送货走到仁和路的时候,太阳出来了。真好。我停了下来,好好感受一下。 

是的,又活了一天。 

1月29日。

上班路上车和人较昨日多了起来。有人搬了凳子,晒太阳。有人在公交站牌底下下象棋。 

还是看到有人没有戴口罩,不知道这大概 10% 的人是什么情况?没有口罩?不信你的邪?抑或其他,这值得注意与研究:在最坏的情况下,还是能看到行为独特的人。

工作站较昨日多了三分之一的人。大家在讨论过年的工资补贴问题。以及昨天下午的抽奖公不公平奖品给不给力。关于奖品,有人惋惜,有人自得,有人垂涎。奖品,我做了你的逃兵。这个时刻,我不想看到高兴的事情。

我知道,这一切都会过去,就像山盟海誓都会失效,就像天崩地裂都会冷却,我知道,我们会忘记,忘记今天的恐惧。

对不起,是一部分人的恐惧。我知道哭过的人还会再哭。今天是为劫难而哭。明天是为孩子找不到好学校找不到疏通的门路而哭,我真的想笑出来,自我煽情一下哭一哭也好啊,来舒展我的眉头。可是我知道,就像洪水,它还没有退潮。而且瘟疫和洪水还不一样。

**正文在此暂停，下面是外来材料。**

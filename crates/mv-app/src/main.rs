use std::io::{IsTerminal, Read};

use anyhow::{Context, Result};
use clap::Parser;
use mv_audio::{SymphoniaLoader, VoiceScorer};
use mv_core::config::ScreeningConfig;
use mv_core::traits::ReportSink;
use mv_render::{JsonSink, TerminalSink, TextSink};

pub mod cli;
pub mod handler;

use cli::OutputFormat;

fn main() -> Result<()> {
    // 1. Parser CLI
    let cli = cli::Cli::parse();

    // 2. Initialiser le logging
    env_logger::Builder::new()
        .filter_level(cli.log_level.parse().unwrap_or(log::LevelFilter::Warn))
        .init();

    // 3. Charger la config, puis appliquer les overrides CLI
    let mut config = resolve_config(&cli)?;
    if let Some(rate) = cli.sample_rate {
        config.loader.target_sample_rate = rate;
        config.clamp_all();
    }

    // 4. Lire l'upload
    let bytes = read_input(&cli)?;
    let source_name = cli.source_name();

    // 5. Décoder, analyser
    let loader = SymphoniaLoader::from_config(&config.loader);
    let scorer = VoiceScorer::from_config(&config);
    let model = handler::handle_upload(
        &bytes,
        source_name.as_deref(),
        &loader,
        &scorer,
        &config.report,
    );

    // 6. Présenter
    let mut sink = select_sink(cli.format, &config);
    sink.present(&model)
}

/// Resolve config: a missing file falls back to defaults.
fn resolve_config(cli: &cli::Cli) -> Result<ScreeningConfig> {
    if cli.config.exists() {
        mv_core::config::load_config(&cli.config)
    } else {
        log::warn!(
            "Config introuvable : {}. Utilisation des défauts.",
            cli.config.display()
        );
        Ok(ScreeningConfig::default())
    }
}

fn read_input(cli: &cli::Cli) -> Result<Vec<u8>> {
    if cli.reads_stdin() {
        let mut bytes = Vec::new();
        std::io::stdin()
            .lock()
            .read_to_end(&mut bytes)
            .context("Lecture de stdin impossible")?;
        Ok(bytes)
    } else {
        std::fs::read(&cli.input).with_context(|| format!("Lecture impossible : {}", cli.input))
    }
}

/// The TUI needs a terminal; redirected stdout falls back to text.
fn select_sink(format: OutputFormat, config: &ScreeningConfig) -> Box<dyn ReportSink> {
    let report = config.report.clone();
    match format {
        OutputFormat::Json => Box::new(JsonSink::new(std::io::stdout())),
        OutputFormat::Text => Box::new(TextSink::new(std::io::stdout(), report)),
        OutputFormat::Tui if std::io::stdout().is_terminal() => Box::new(TerminalSink::new(report)),
        OutputFormat::Tui => {
            log::info!("stdout n'est pas un terminal, sortie texte.");
            Box::new(TextSink::new(std::io::stdout(), report))
        }
    }
}
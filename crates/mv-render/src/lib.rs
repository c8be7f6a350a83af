// Presentation sinks for manoveda reports: terminal, plain text, JSON.

pub mod sink;
pub mod text;
pub mod ui;

pub use sink::{JsonSink, TerminalSink, TextSink};
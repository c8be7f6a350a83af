/// Per-frame RMS energy over centered, zero-padded frames.
///
/// Frame `t` is centered on sample `t * hop_length`, so a signal of `n`
/// samples yields `1 + n / hop_length` frames. Samples outside the signal
/// count as silence.
///
/// # Example
/// ```
/// use mv_audio::energy::rms_profile;
/// let profile = rms_profile(&vec![0.5f32; 4096], 2048, 512);
/// assert_eq!(profile.len(), 9);
/// assert!((profile[4] - 0.5).abs() < 1e-4);
/// ```
#[must_use]
pub fn rms_profile(samples: &[f32], frame_length: usize, hop_length: usize) -> Vec<f32> {
    if samples.is_empty() || frame_length == 0 || hop_length == 0 {
        return Vec::new();
    }

    // Prefix sums of squares in f64 keep each frame O(1) without drift.
    let mut prefix = Vec::with_capacity(samples.len() + 1);
    prefix.push(0.0f64);
    let mut acc = 0.0f64;
    for &s in samples {
        acc += f64::from(s) * f64::from(s);
        prefix.push(acc);
    }

    let half = frame_length / 2;
    let n_frames = 1 + samples.len() / hop_length;

    (0..n_frames)
        .map(|t| {
            let centre = t * hop_length;
            let start = centre.saturating_sub(half).min(samples.len());
            let end = (centre + frame_length - half).min(samples.len());
            let sum_sq = (prefix[end] - prefix[start]).max(0.0);
            (sum_sq / frame_length as f64).sqrt() as f32
        })
        .collect()
}

/// Statistical median; the mean of the two middle values for even lengths.
///
/// Returns 0 for an empty slice.
///
/// # Example
/// ```
/// use mv_audio::energy::median;
/// assert_eq!(median(&[3.0, 1.0, 2.0]), 2.0);
/// assert_eq!(median(&[4.0, 1.0, 3.0, 2.0]), 2.5);
/// ```
#[must_use]
pub fn median(values: &[f32]) -> f32 {
    if values.is_empty() {
        return 0.0;
    }
    let mut sorted = values.to_vec();
    sorted.sort_by(f32::total_cmp);
    let mid = sorted.len() / 2;
    if sorted.len() % 2 == 0 {
        (sorted[mid - 1] + sorted[mid]) / 2.0
    } else {
        sorted[mid]
    }
}

/// Pause statistics of an energy profile.
#[derive(Clone, Copy, Debug, PartialEq)]
pub struct PauseStats {
    /// Median frame energy after flooring.
    pub median_energy: f32,
    /// Energy under which a frame counts as a pause.
    pub threshold: f32,
    /// Number of pause frames.
    pub pause_frames: usize,
    /// `pause_frames / frame count`, 0 for an empty profile.
    pub pause_ratio: f32,
}

impl PauseStats {
    /// Classify frames against `threshold_ratio * median`, with the median
    /// floored at `floor` when it is not positive.
    ///
    /// # Example
    /// ```
    /// use mv_audio::energy::PauseStats;
    /// let stats = PauseStats::compute(&[1.0, 1.0, 0.1, 1.0], 0.2, 1e-6);
    /// assert_eq!(stats.pause_frames, 1);
    /// assert!((stats.pause_ratio - 0.25).abs() < f32::EPSILON);
    /// ```
    #[must_use]
    pub fn compute(profile: &[f32], threshold_ratio: f32, floor: f32) -> Self {
        let raw = median(profile);
        let median_energy = if raw > 0.0 { raw } else { floor };
        let threshold = threshold_ratio * median_energy;
        let pause_frames = profile.iter().filter(|&&e| e < threshold).count();
        let pause_ratio = if profile.is_empty() {
            0.0
        } else {
            pause_frames as f32 / profile.len() as f32
        };
        Self {
            median_energy,
            threshold,
            pause_frames,
            pause_ratio,
        }
    }
}
use std::fs::File;
use std::path::Path;

use mv_core::Waveform;
use symphonia::core::audio::SampleBuffer;
use symphonia::core::codecs::DecoderOptions;
use symphonia::core::formats::FormatOptions;
use symphonia::core::io::{MediaSource, MediaSourceStream, MediaSourceStreamOptions};
use symphonia::core::meta::MetadataOptions;
use symphonia::core::probe::Hint;

use crate::error::AudioError;

/// Decode an audio file into mono f32 samples at its native rate.
///
/// Supports WAV, MP3, FLAC, OGG, AAC via symphonia.
///
/// # Errors
/// Returns an error if the file cannot be opened or decoded.
///
/// # Example
/// ```no_run
/// use mv_audio::decode::decode_file;
/// let wave = decode_file("voice.wav").unwrap();
/// println!("{} samples @ {} Hz", wave.len(), wave.sample_rate());
/// ```
pub fn decode_file(path: impl AsRef<Path>) -> Result<Waveform, AudioError> {
    let path = path.as_ref();
    let file = File::open(path).map_err(|source| AudioError::Open {
        path: path.display().to_string(),
        source,
    })?;

    let mut hint = Hint::new();
    if let Some(ext) = path.extension().and_then(|e| e.to_str()) {
        hint.with_extension(ext);
    }

    decode_source(Box::new(file), &hint, &path.display().to_string())
}

fn decode_source(
    source: Box<dyn MediaSource>,
    hint: &Hint,
    label: &str,
) -> Result<Waveform, AudioError> {
    let mss = MediaSourceStream::new(source, MediaSourceStreamOptions::default());

    let probed = symphonia::default::get_probe()
        .format(
            hint,
            mss,
            &FormatOptions::default(),
            &MetadataOptions::default(),
        )
        .map_err(|e| AudioError::UnsupportedFormat(e.to_string()))?;

    let mut format = probed.format;
    let track = format.default_track().ok_or(AudioError::NoTrack)?;

    let sample_rate = track
        .codec_params
        .sample_rate
        .ok_or_else(|| AudioError::UnsupportedFormat("taux d'échantillonnage inconnu".into()))?;

    let mut decoder = symphonia::default::get_codecs()
        .make(&track.codec_params, &DecoderOptions::default())
        .map_err(|e| AudioError::UnsupportedFormat(e.to_string()))?;

    let track_id = track.id;
    let mut mono: Vec<f32> = Vec::new();
    let mut sample_buf: Option<SampleBuffer<f32>> = None;
    let mut max_sample_frames: usize = 0;
    let mut frame_errors = 0usize;
    let mut last_error = String::new();

    loop {
        let packet = match format.next_packet() {
            Ok(p) => p,
            Err(symphonia::core::errors::Error::IoError(ref e))
                if e.kind() == std::io::ErrorKind::UnexpectedEof =>
            {
                break;
            }
            Err(e) => {
                log::warn!("Audio decode packet error: {e}");
                break;
            }
        };

        if packet.track_id() != track_id {
            continue;
        }

        let decoded = match decoder.decode(&packet) {
            Ok(d) => d,
            Err(e) => {
                log::warn!("Audio decode frame error: {e}");
                frame_errors += 1;
                last_error = e.to_string();
                continue;
            }
        };

        let spec = *decoded.spec();
        let channels = spec.channels.count().max(1);
        let num_frames = decoded.capacity();
        // Reuse SampleBuffer: only reallocate if this packet is bigger than current capacity
        if sample_buf.is_none() || num_frames > max_sample_frames {
            sample_buf = Some(SampleBuffer::<f32>::new(num_frames as u64, spec));
            max_sample_frames = num_frames;
        }
        let Some(buf) = sample_buf.as_mut() else {
            continue;
        };
        buf.copy_interleaved_ref(decoded);
        downmix_into(buf.samples(), channels, &mut mono);
    }

    if mono.is_empty() && frame_errors > 0 {
        return Err(AudioError::DecodeError(last_error));
    }

    log::info!(
        "Decoded {} samples @ {}Hz from {label}",
        mono.len(),
        sample_rate
    );

    Ok(Waveform::new(mono, sample_rate)?)
}

/// Average interleaved channels into mono, appending to `out`.
///
/// # Example
/// ```
/// use mv_audio::decode::downmix_into;
/// let mut mono = Vec::new();
/// downmix_into(&[1.0, 0.0, 0.5, 0.5], 2, &mut mono);
/// assert_eq!(mono, vec![0.5, 0.5]);
/// ```
pub fn downmix_into(interleaved: &[f32], channels: usize, out: &mut Vec<f32>) {
    if channels <= 1 {
        out.extend_from_slice(interleaved);
        return;
    }
    out.extend(
        interleaved
            .chunks_exact(channels)
            .map(|frame| frame.iter().sum::<f32>() / channels as f32),
    );
}

#[cfg(test)]
mod tests {
    use super::*;
    use std::io::Write;
    use std::path::PathBuf;

    fn write_wav(dir: &Path, channels: u16, sample_rate: u32, frames: &[Vec<i16>]) -> PathBuf {
        let spec = hound::WavSpec {
            channels,
            sample_rate,
            bits_per_sample: 16,
            sample_format: hound::SampleFormat::Int,
        };
        let path = dir.join("clip.wav");
        let mut writer = hound::WavWriter::create(&path, spec).unwrap();
        for frame in frames {
            for &s in frame {
                writer.write_sample(s).unwrap();
            }
        }
        writer.finalize().unwrap();
        path
    }

    #[test]
    fn decodes_mono_wav() {
        let frames: Vec<Vec<i16>> = (0..8000).map(|i| vec![(i % 100) as i16 * 100]).collect();
        let dir = tempfile::tempdir().unwrap();
        let wave = decode_file(write_wav(dir.path(), 1, 8000, &frames)).unwrap();
        assert_eq!(wave.sample_rate(), 8000);
        assert_eq!(wave.len(), 8000);
    }

    #[test]
    fn stereo_is_downmixed() {
        let frames: Vec<Vec<i16>> = (0..4000).map(|_| vec![16384, -16384]).collect();
        let dir = tempfile::tempdir().unwrap();
        let wave = decode_file(write_wav(dir.path(), 2, 16000, &frames)).unwrap();
        assert_eq!(wave.len(), 4000);
        assert!(wave.samples().iter().all(|s| s.abs() < 1e-3));
    }

    #[test]
    fn garbage_is_rejected() {
        let mut file = tempfile::Builder::new().suffix(".wav").tempfile().unwrap();
        file.write_all(b"definitely not audio, just text").unwrap();
        assert!(decode_file(file.path()).is_err());
    }

    #[test]
    fn missing_file_is_an_open_error() {
        let err = decode_file("no/such/voice.wav").unwrap_err();
        assert!(matches!(err, AudioError::Open { .. }));
    }

    #[test]
    fn downmix_ignores_trailing_partial_frame() {
        let mut out = vec![9.0];
        downmix_into(&[0.2, 0.4, 1.0], 2, &mut out);
        assert_eq!(out.len(), 2);
        assert!((out[1] - 0.3).abs() < 1e-6);
    }
}
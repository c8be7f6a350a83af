use mv_core::config::ReportConfig;
use mv_core::report::{DISCLAIMER, NO_ENERGY_NOTICE, RenderModel};

const BARS: [char; 8] = ['▁', '▂', '▃', '▄', '▅', '▆', '▇', '█'];
/// Sparkline width in characters.
pub const SPARKLINE_WIDTH: usize = 72;

/// Render a report as plain text (pipes, logs, non-tty stdout).
///
/// # Example
/// ```
/// use mv_core::config::ReportConfig;
/// use mv_core::report::{RenderModel, ScoreReport};
/// use mv_render::text::format_text;
///
/// let report = ScoreReport { score: 81, ..ScoreReport::default() };
/// let text = format_text(&RenderModel::new(report, &ReportConfig::default()), &ReportConfig::default());
/// assert!(text.contains("Cognitive Health Score: 81/100"));
/// ```
#[must_use]
pub fn format_text(model: &RenderModel, config: &ReportConfig) -> String {
    let report = &model.report;
    let mut lines: Vec<String> = vec!["🧠 ManoVeda: Alzheimer’s Voice Screening".into()];
    lines.extend(model.source_name.iter().map(|name| format!("🎙 {name}")));
    lines.extend(model.warning.iter().cloned());
    lines.extend([
        String::new(),
        format!("Cognitive Health Score: {}/100", report.score),
        format!(" • Audio Duration: {:.2} sec", report.duration_secs),
        format!(" • Speaking Tempo: {:.2} BPM", report.tempo_bpm),
        format!(" • Pause Ratio: {:.1}%", report.pause_ratio * 100.0),
        String::new(),
        model.band.message().to_string(),
    ]);

    if !report.has_energy() {
        lines.extend([String::new(), format!("ℹ {NO_ENERGY_NOTICE}")]);
    } else if config.show_plot {
        lines.extend([
            String::new(),
            format!(
                "📈 Voice Energy Pattern ({} frames, pause threshold {:.4})",
                report.energy_profile.len(),
                report.pause_threshold
            ),
            sparkline(&report.energy_profile, SPARKLINE_WIDTH),
        ]);
    }

    if config.show_disclaimer {
        lines.extend([String::new(), DISCLAIMER.to_string()]);
    }

    let mut out = lines.join("\n");
    out.push('\n');
    out
}

/// Compress `values` into at most `width` block characters, each showing the
/// peak of its bucket relative to the global peak.
///
/// # Example
/// ```
/// use mv_render::text::sparkline;
/// assert_eq!(sparkline(&[0.0, 1.0], 8), "▁█");
/// assert_eq!(sparkline(&[], 8), "");
/// ```
#[must_use]
pub fn sparkline(values: &[f32], width: usize) -> String {
    if values.is_empty() || width == 0 {
        return String::new();
    }
    let peak = values.iter().copied().fold(0.0f32, f32::max);
    let bucket = values.len().div_ceil(width);

    values
        .chunks(bucket)
        .map(|chunk| {
            let top = chunk.iter().copied().fold(0.0f32, f32::max);
            if peak <= 0.0 {
                return BARS[0];
            }
            let level = ((top / peak) * (BARS.len() - 1) as f32).round() as usize;
            BARS[level.min(BARS.len() - 1)]
        })
        .collect()
}

#[cfg(test)]
mod tests {
    use super::*;
    use mv_core::report::ScoreReport;

    fn model(profile: Vec<f32>) -> RenderModel {
        let report = ScoreReport {
            score: 55,
            duration_secs: 9.876,
            tempo_bpm: 97.5,
            pause_ratio: 0.25,
            pause_threshold: 0.01,
            energy_profile: profile,
        };
        RenderModel::new(report, &ReportConfig::default()).with_source(Some("memo.wav".into()))
    }

    #[test]
    fn lists_every_measurement() {
        let text = format_text(&model(vec![0.1; 50]), &ReportConfig::default());
        assert!(text.contains("memo.wav"));
        assert!(text.contains("Audio Duration: 9.88 sec"));
        assert!(text.contains("Speaking Tempo: 97.50 BPM"));
        assert!(text.contains("Pause Ratio: 25.0%"));
        assert!(text.contains("Mild signs of slowing"));
        assert!(text.contains("50 frames"));
        assert!(text.contains(DISCLAIMER));
    }

    #[test]
    fn empty_profile_prints_notice() {
        let text = format_text(&model(Vec::new()), &ReportConfig::default());
        assert!(text.contains(NO_ENERGY_NOTICE));
        assert!(!text.contains("Voice Energy Pattern"));
    }

    #[test]
    fn sections_can_be_disabled() {
        let config = ReportConfig {
            show_plot: false,
            show_disclaimer: false,
            ..ReportConfig::default()
        };
        let text = format_text(&model(vec![0.1; 50]), &config);
        assert!(!text.contains("Voice Energy Pattern"));
        assert!(!text.contains(DISCLAIMER));
    }

    #[test]
    fn lines_follow_report_order() {
        let text = format_text(&model(vec![0.1; 50]), &ReportConfig::default());
        assert!(text.ends_with(&format!("{DISCLAIMER}\n")));
        let lines: Vec<&str> = text.lines().collect();
        assert_eq!(lines[0], "🧠 ManoVeda: Alzheimer’s Voice Screening");
        assert_eq!(lines[1], "🎙 memo.wav");
        let pos = |needle: &str| lines.iter().position(|l| l.contains(needle)).unwrap();
        assert!(pos("Cognitive Health Score") < pos("Audio Duration"));
        assert!(pos("Pause Ratio") < pos("Voice Energy Pattern"));
        assert!(pos("Voice Energy Pattern") < pos(DISCLAIMER));
    }

    #[test]
    fn sparkline_is_bounded_by_width() {
        let values: Vec<f32> = (0..1000).map(|i| i as f32).collect();
        let line = sparkline(&values, 40);
        assert!(line.chars().count() <= 40);
        assert_eq!(line.chars().last(), Some('█'));
        assert_eq!(sparkline(&[0.0; 10], 5), "▁▁▁▁▁");
    }
}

不需要去医院,看看药店,队伍依然在。我承认,我更愿意传播比事实更惨烈的事实。唯有如此,才能撼动你平常再平常的平常心。 

2月3日。

工作站恢复了早会晚会。大家一起喊口号,一起拍视频。46 个员工来了 32 个。

管理说,能来的都来了,我们站点正常了。 

管理又说,我们是一个集体。在这个非常的时刻,让我们为胜利而战斗。 

想起旧小说上的一句话:群贤毕至,诸神归位。 

我们是那么喜欢凑在一起。吃饭有饭局,洗澡有澡堂,相亲有可自由贸易的相亲大会。 

开晚会的时候,每人发了一箱橙子。大家把橙子举过头顶,一起呐喊。

举橙子,好累。我心里喊。 

我留下几个橙子,剩下半箱送给我哥家。我打电话让他戴好口罩下来。坐在电动车上等他下楼,等了两分钟没下来。有些焦躁,下意识地摸了一下手机。如果是客户,我会打电话催一下。对于外卖,时间就是金钱。我把橙子放在地上,哥把热乎乎的芋头放在电动车踏板上。转身,各走各的。